Tomorrow's Business Today
Gentle, and not so gentle, encouragement to stop WFH
I just checked my office voicemail for the first time in 18 months. There were scores of messages, including about ten in a row from the same exasperated flak who went from “I’ve a great story for you” to,“you’re a hard man to get hold of” to “please ring me back I beg you”.
They were from April. Poor bloke.
Where is the most likely place to find your hack of choice so you can chat him up/soundly berate him for being an idiot?
Well The Times has told news reporters they should be in two days a week and acquiescence is expected. Department heads have mostly been in throughout.
At The Telegraph, editorial are expected back in five days a week, a ruling that I gather has not been met with universal joy. “Healthy encouragement” to get back in is the phrase used, which is Telegraph speak for “do as you’re told”.
The Daily Mail has mostly been in for the last year, with WFH an occasional aberration.
At the Evening Standard, the official word is back in four days with Friday at home, with a general understanding that you can be more flexible than that.
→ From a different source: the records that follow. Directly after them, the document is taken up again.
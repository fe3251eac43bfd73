//! Integration tests for the database functionality
//! These tests verify that the user and todo repositories work together
//! against a single database the way a request-handling layer would use them.

use todostore::domain::{NewTodo, NewUser, Page};
use todostore::infra::db::{Database, repository::*};

#[test]
fn test_full_store_workflow() -> anyhow::Result<()> {
    let db = Database::open_in_memory()?;
    let conn = db.connection();

    let user_repo = UserRepository::new(conn.clone());
    let todo_repo = TodoRepository::new(conn.clone());

    // Create a user
    let user = user_repo.create(&NewUser::new("a@x.com", "pw")?)?;
    assert_eq!(user.id, 1);
    assert_eq!(user.email, "a@x.com");

    // Create a todo owned by that user
    let todo = todo_repo.create_for_user(&NewTodo::new("Buy milk", None)?, user.id)?;
    assert_eq!(todo.id, 1);
    assert_eq!(todo.title, "Buy milk");
    assert!(!todo.completed);
    assert_eq!(todo.author_id, user.id);

    // The todo is visible through the list operation
    let todos = todo_repo.list(Page::default())?;
    assert_eq!(todos.len(), 1);
    assert_eq!(todos[0].id, 1);
    assert_eq!(todos[0].title, "Buy milk");
    assert_eq!(todos[0].author_id, user.id);

    // And through the user's relationship query
    let with_todos = user_repo.find_with_todos(user.id)?.expect("user exists");
    assert_eq!(with_todos.todos.len(), 1);
    assert_eq!(with_todos.todos[0].id, todo.id);

    Ok(())
}

#[test]
fn test_store_survives_reopen() -> anyhow::Result<()> {
    let dir = tempfile::tempdir()?;
    let path = dir.path().join("db.sqlite");

    {
        let db = Database::open_at(path.clone())?;
        let users = db.user_repo();
        users.create(&NewUser::new("a@x.com", "pw")?)?;
    }

    let db = Database::open_at(path)?;
    let users = db.user_repo();
    let found = users.find_by_email("a@x.com")?.expect("persisted user");
    assert_eq!(found.email, "a@x.com");

    Ok(())
}

#[test]
fn test_pagination_across_repositories() -> anyhow::Result<()> {
    let db = Database::open_in_memory()?;
    let users = db.user_repo();
    let todos = db.todo_repo();

    for i in 0..3 {
        let user = users.create(&NewUser::new(format!("u{i}@x.com"), "pw")?)?;
        todos.create_for_user(&NewTodo::new(format!("todo {i}"), None)?, user.id)?;
    }

    let first_page = users.list(Page::new(0, 2))?;
    let second_page = users.list(Page::new(2, 2))?;
    assert_eq!(first_page.len(), 2);
    assert_eq!(second_page.len(), 1);
    assert!(first_page.iter().all(|u| u.id < second_page[0].id));

    let all_todos = todos.list(Page::default())?;
    assert_eq!(all_todos.len(), 3);

    Ok(())
}
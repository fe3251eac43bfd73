use super::DbConn;
use super::todo::read_todo;
use crate::domain::{NewUser, Page, User, UserId, UserWithTodos};
use anyhow::Result;

/// Repository for user operations.
pub struct UserRepository {
    conn: DbConn,
}

impl UserRepository {
    pub fn new(conn: DbConn) -> Self {
        Self { conn }
    }

    /// Insert a user and return the persisted record with its assigned id.
    ///
    /// A duplicate email violates the UNIQUE constraint and surfaces as the
    /// storage layer's error.
    pub fn create(&self, new_user: &NewUser) -> Result<User> {
        let conn = self.conn.lock().unwrap();
        let hashed_password = new_user.hashed_password();
        conn.execute(
            "INSERT INTO users (email, hashed_password) VALUES (?1, ?2)",
            (new_user.email(), &hashed_password),
        )?;
        Ok(User {
            id: conn.last_insert_rowid(),
            email: new_user.email().to_string(),
            hashed_password,
        })
    }

    pub fn find_by_id(&self, user_id: UserId) -> Result<Option<User>> {
        let conn = self.conn.lock().unwrap();
        let mut stmt =
            conn.prepare("SELECT id, email, hashed_password FROM users WHERE id = ?1")?;

        let mut rows = stmt.query_map([user_id], read_user)?;
        match rows.next() {
            Some(row) => row.map(Some).map_err(Into::into),
            None => Ok(None),
        }
    }

    /// Exact, case-sensitive email match.
    pub fn find_by_email(&self, email: &str) -> Result<Option<User>> {
        let conn = self.conn.lock().unwrap();
        let mut stmt =
            conn.prepare("SELECT id, email, hashed_password FROM users WHERE email = ?1")?;

        let mut rows = stmt.query_map([email], read_user)?;
        match rows.next() {
            Some(row) => row.map(Some).map_err(Into::into),
            None => Ok(None),
        }
    }

    /// List users in id order, windowed by `page`.
    pub fn list(&self, page: Page) -> Result<Vec<User>> {
        let conn = self.conn.lock().unwrap();
        let mut stmt = conn.prepare(
            "SELECT id, email, hashed_password FROM users ORDER BY id LIMIT ?1 OFFSET ?2",
        )?;

        let rows = stmt.query_map([page.limit as i64, page.skip as i64], read_user)?;
        rows.collect::<Result<Vec<_>, _>>().map_err(Into::into)
    }

    /// Fetch a user and their todos with an explicit follow-up query on
    /// author_id.
    pub fn find_with_todos(&self, user_id: UserId) -> Result<Option<UserWithTodos>> {
        let Some(user) = self.find_by_id(user_id)? else {
            return Ok(None);
        };

        let conn = self.conn.lock().unwrap();
        let mut stmt = conn.prepare(
            "SELECT id, title, body, completed, created_at, updated_at, author_id \
             FROM todos WHERE author_id = ?1 ORDER BY id",
        )?;

        let rows = stmt.query_map([user_id], read_todo)?;
        let todos = rows.collect::<Result<Vec<_>, _>>()?;

        Ok(Some(UserWithTodos { user, todos }))
    }
}

fn read_user(row: &rusqlite::Row) -> rusqlite::Result<User> {
    Ok(User {
        id: row.get(0)?,
        email: row.get(1)?,
        hashed_password: row.get(2)?,
    })
}
//! Infrastructure layer (adapters/implementations).
//!
//! Currently SQLite persistence only; transport adapters live in the
//! consuming application.

pub mod db;
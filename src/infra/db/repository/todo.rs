use super::DbConn;
use crate::domain::{NewTodo, Page, Todo, UserId};
use anyhow::Result;

/// Repository for todo operations.
pub struct TodoRepository {
    conn: DbConn,
}

impl TodoRepository {
    pub fn new(conn: DbConn) -> Self {
        Self { conn }
    }

    /// Insert a todo owned by `author_id` and return the persisted record.
    ///
    /// Both timestamps are set to the insertion time. A nonexistent
    /// `author_id` violates the foreign key and surfaces as the storage
    /// layer's error.
    pub fn create_for_user(&self, new_todo: &NewTodo, author_id: UserId) -> Result<Todo> {
        let conn = self.conn.lock().unwrap();
        let now = chrono::Utc::now().to_rfc3339();
        conn.execute(
            "INSERT INTO todos (title, body, completed, created_at, updated_at, author_id) \
             VALUES (?1, ?2, 0, ?3, ?3, ?4)",
            rusqlite::params![new_todo.title(), new_todo.body(), &now, author_id],
        )?;
        Ok(Todo {
            id: conn.last_insert_rowid(),
            title: new_todo.title().to_string(),
            body: new_todo.body().map(str::to_string),
            completed: false,
            created_at: now.clone(),
            updated_at: now,
            author_id,
        })
    }

    /// List todos in id order, windowed by `page`.
    pub fn list(&self, page: Page) -> Result<Vec<Todo>> {
        let conn = self.conn.lock().unwrap();
        let mut stmt = conn.prepare(
            "SELECT id, title, body, completed, created_at, updated_at, author_id \
             FROM todos ORDER BY id LIMIT ?1 OFFSET ?2",
        )?;

        let rows = stmt.query_map([page.limit as i64, page.skip as i64], read_todo)?;
        rows.collect::<Result<Vec<_>, _>>().map_err(Into::into)
    }

    /// All todos owned by `author_id`, in id order.
    pub fn find_by_author(&self, author_id: UserId) -> Result<Vec<Todo>> {
        let conn = self.conn.lock().unwrap();
        let mut stmt = conn.prepare(
            "SELECT id, title, body, completed, created_at, updated_at, author_id \
             FROM todos WHERE author_id = ?1 ORDER BY id",
        )?;

        let rows = stmt.query_map([author_id], read_todo)?;
        rows.collect::<Result<Vec<_>, _>>().map_err(Into::into)
    }
}

pub(super) fn read_todo(row: &rusqlite::Row) -> rusqlite::Result<Todo> {
    Ok(Todo {
        id: row.get(0)?,
        title: row.get(1)?,
        body: row.get(2)?,
        completed: row.get::<_, i32>(3)? != 0,
        created_at: row.get(4)?,
        updated_at: row.get(5)?,
        author_id: row.get(6)?,
    })
}
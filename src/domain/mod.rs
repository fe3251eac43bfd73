//! Domain types for the todo store.
//! Defines the core records, validated input shapes, and domain errors.

pub mod error;
pub mod page;
pub mod todo;
pub mod user;

pub use error::*;
pub use page::*;
pub use todo::*;
pub use user::*;
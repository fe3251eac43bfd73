use serde::Deserialize;

/// Offset-based pagination window for list queries.
#[derive(Debug, Clone, Copy, PartialEq, Eq, Deserialize)]
#[serde(default)]
pub struct Page {
    /// Number of leading records to omit.
    pub skip: u32,
    /// Maximum number of records to return.
    pub limit: u32,
}

impl Default for Page {
    fn default() -> Self {
        Self { skip: 0, limit: 100 }
    }
}

impl Page {
    pub fn new(skip: u32, limit: u32) -> Self {
        Self { skip, limit }
    }
}
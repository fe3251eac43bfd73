//! Repository implementations for data access.
//!
//! Each repository is constructed with an injected [`DbConn`] and issues
//! synchronous queries; every operation runs to completion on the calling
//! thread. Lookups return `Ok(None)` when nothing matches; constraint
//! violations (duplicate email, dangling author_id) surface the underlying
//! `rusqlite::Error` unmodified.

mod todo;
mod user;

pub use todo::TodoRepository;
pub use user::UserRepository;

use rusqlite::Connection;
use std::sync::{Arc, Mutex};

/// Shared handle to the SQLite connection, injected into each repository.
pub type DbConn = Arc<Mutex<Connection>>;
The Standard has a particular issue in that the business model, for the paper anyway, entirely depends for success on there being lots of people in town. Starting with their own staff.
But since at the Standard the key bit is the first 7am till 10am slot, it may make most sense to do that bit at home, then come in, which is what some of us will do.
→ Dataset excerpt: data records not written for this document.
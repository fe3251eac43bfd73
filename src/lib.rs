//! Data-access layer for a todo-list application.
//!
//! Two entities (users and the todos they own) persisted to SQLite, with
//! create/read operations exposed through repositories. Transport concerns
//! (routing, serialization at the wire, auth) live in the consuming layer.

pub mod domain;
pub mod infra;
At The Guardian, the hacks are on a “phased return”. That means one day a week in the office during September. Then two or three days a week from October. And a big squabble over who does which days.
Management might prefer everyone back tomorrow, but this being the Guardian, are too polite to say so. The FT sounds similar.
It will be interesting to see how the papers deal with refuseniks who tough it out and say they simply won’t come.
There are legal battles brewing here it seems to me. A lawyer friend points to a legal concept called Variation by Conduct.
Your contract might say your place of work is the office, but for the last 18 months both you and your employer have agreed that wasn’t the case. So they have to strike a new deal with you…
Press release of the day
The Job Retention Scheme comes to an end after September 30. Figures out today show 1.6 million workers are still furloughed. What happens to them?
This from the GMB Union warns of a cliff-edge.
Gary Smith, GMB General Secretary, said: “Ministers, unions and employers must come together and agree a successor package to avoid the devastation of mass redundancies. There needs to be a package of support for harder hit industries such as aviation, which continues to be directly affected by travel restrictions set by the Government.”